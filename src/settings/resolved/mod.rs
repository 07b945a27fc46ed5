use std::path::PathBuf;

use crate::cli::OutputFormat;

mod errors;
mod sources;
mod summary;
mod validation;

pub(crate) use errors::ConfigError;
pub(crate) use sources::{ConfigSources, SettingSource};

/// Application-ready configuration derived from user input, config files and
/// defaults.
#[derive(Debug)]
pub(crate) struct ResolvedConfig {
	/// Absolute workspace folders. Empty means "use the document's directory".
	pub(crate) workspace_folders: Vec<PathBuf>,
	pub(crate) page_title: String,
	pub(crate) output: OutputFormat,
	pub(crate) log_level: Option<String>,
}

impl ResolvedConfig {
	pub(super) fn validate(&self, sources: &ConfigSources) -> Result<(), ConfigError> {
		validation::validate(self, sources)
	}

	/// Print a human readable summary of the effective configuration to stderr.
	pub(crate) fn print_summary(&self) {
		summary::print_summary(self);
	}
}
//! Scan document text for `@img ![title](path)` annotations.
//!
//! The indexer walks the document from the last line to the first so that the
//! produced [`AnnotationIndex`] is ordered by descending line number. The
//! resolver relies on that ordering to find the nearest annotation at or above
//! the cursor with a single forward pass.

use std::sync::LazyLock;

use regex_lite::Regex;
use serde::Serialize;

/// Marker, optional whitespace, bracketed title, optional whitespace, then the
/// path up to (but not requiring) the closing parenthesis.
const ANNOTATION_PATTERN: &str = r"@img\s*!\[([^\]]*)\]\s*\(([^)]*)";

static ANNOTATION: LazyLock<Regex> =
	LazyLock::new(|| Regex::new(ANNOTATION_PATTERN).expect("annotation pattern compiles"));

/// A single annotation occurrence in the scanned document.
#[derive(Debug, Clone, PartialEq, Eq, Serialize)]
pub struct ImageReference {
	/// Zero-based line the annotation was found on.
	pub line: usize,
	pub title: Option<String>,
	/// Declared path, verbatim. `None` marks an annotation that cannot be resolved.
	pub path: Option<String>,
}

impl ImageReference {
	pub fn new(line: usize, title: Option<String>, path: Option<String>) -> Self {
		Self { line, title, path }
	}
}

/// All annotations of one document, last occurrence first.
#[derive(Debug, Clone, Default, PartialEq, Eq, Serialize)]
#[serde(transparent)]
pub struct AnnotationIndex {
	references: Vec<ImageReference>,
}

impl AnnotationIndex {
	pub fn is_empty(&self) -> bool {
		self.references.is_empty()
	}

	pub fn len(&self) -> usize {
		self.references.len()
	}

	pub fn iter(&self) -> std::slice::Iter<'_, ImageReference> {
		self.references.iter()
	}

	/// The reference with the smallest line number.
	pub fn topmost(&self) -> Option<&ImageReference> {
		self.references.last()
	}

	pub fn as_slice(&self) -> &[ImageReference] {
		&self.references
	}
}

impl<'a> IntoIterator for &'a AnnotationIndex {
	type Item = &'a ImageReference;
	type IntoIter = std::slice::Iter<'a, ImageReference>;

	fn into_iter(self) -> Self::IntoIter {
		self.iter()
	}
}

/// Parse the first annotation on `text`, tagging it with `line`.
pub fn parse_annotation(line: usize, text: &str) -> Option<ImageReference> {
	let captures = ANNOTATION.captures(text)?;
	let capture = |group: usize| {
		captures
			.get(group)
			.map(|m| m.as_str())
			.filter(|value| !value.is_empty())
			.map(str::to_owned)
	};

	Some(ImageReference::new(line, capture(1), capture(2)))
}

/// Build the index of a document given as individual lines.
pub fn index_lines<S: AsRef<str>>(lines: &[S]) -> AnnotationIndex {
	let references = lines
		.iter()
		.enumerate()
		.rev()
		.filter_map(|(line, text)| parse_annotation(line, text.as_ref()))
		.collect();

	AnnotationIndex { references }
}

/// Build the index of a full document, splitting it on `\n`.
pub fn index_text(text: &str) -> AnnotationIndex {
	let lines: Vec<&str> = text.split('\n').collect();
	index_lines(&lines)
}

▶ **What the task asks**: Within the data above, the span starting at the line containing "self.references.last()" and ending at the line containing "let captures = ANNOTATION.captures(text)?;" is to be retyped exactly, with no other lines.

▶ **Response**:
		self.references.last()
	}

	pub fn as_slice(&self) -> &[ImageReference] {
		&self.references
	}
}

impl<'a> IntoIterator for &'a AnnotationIndex {
	type Item = &'a ImageReference;
	type IntoIter = std::slice::Iter<'a, ImageReference>;

	fn into_iter(self) -> Self::IntoIter {
		self.iter()
	}
}

/// Parse the first annotation on `text`, tagging it with `line`.
pub fn parse_annotation(line: usize, text: &str) -> Option<ImageReference> {
	let captures = ANNOTATION.captures(text)?;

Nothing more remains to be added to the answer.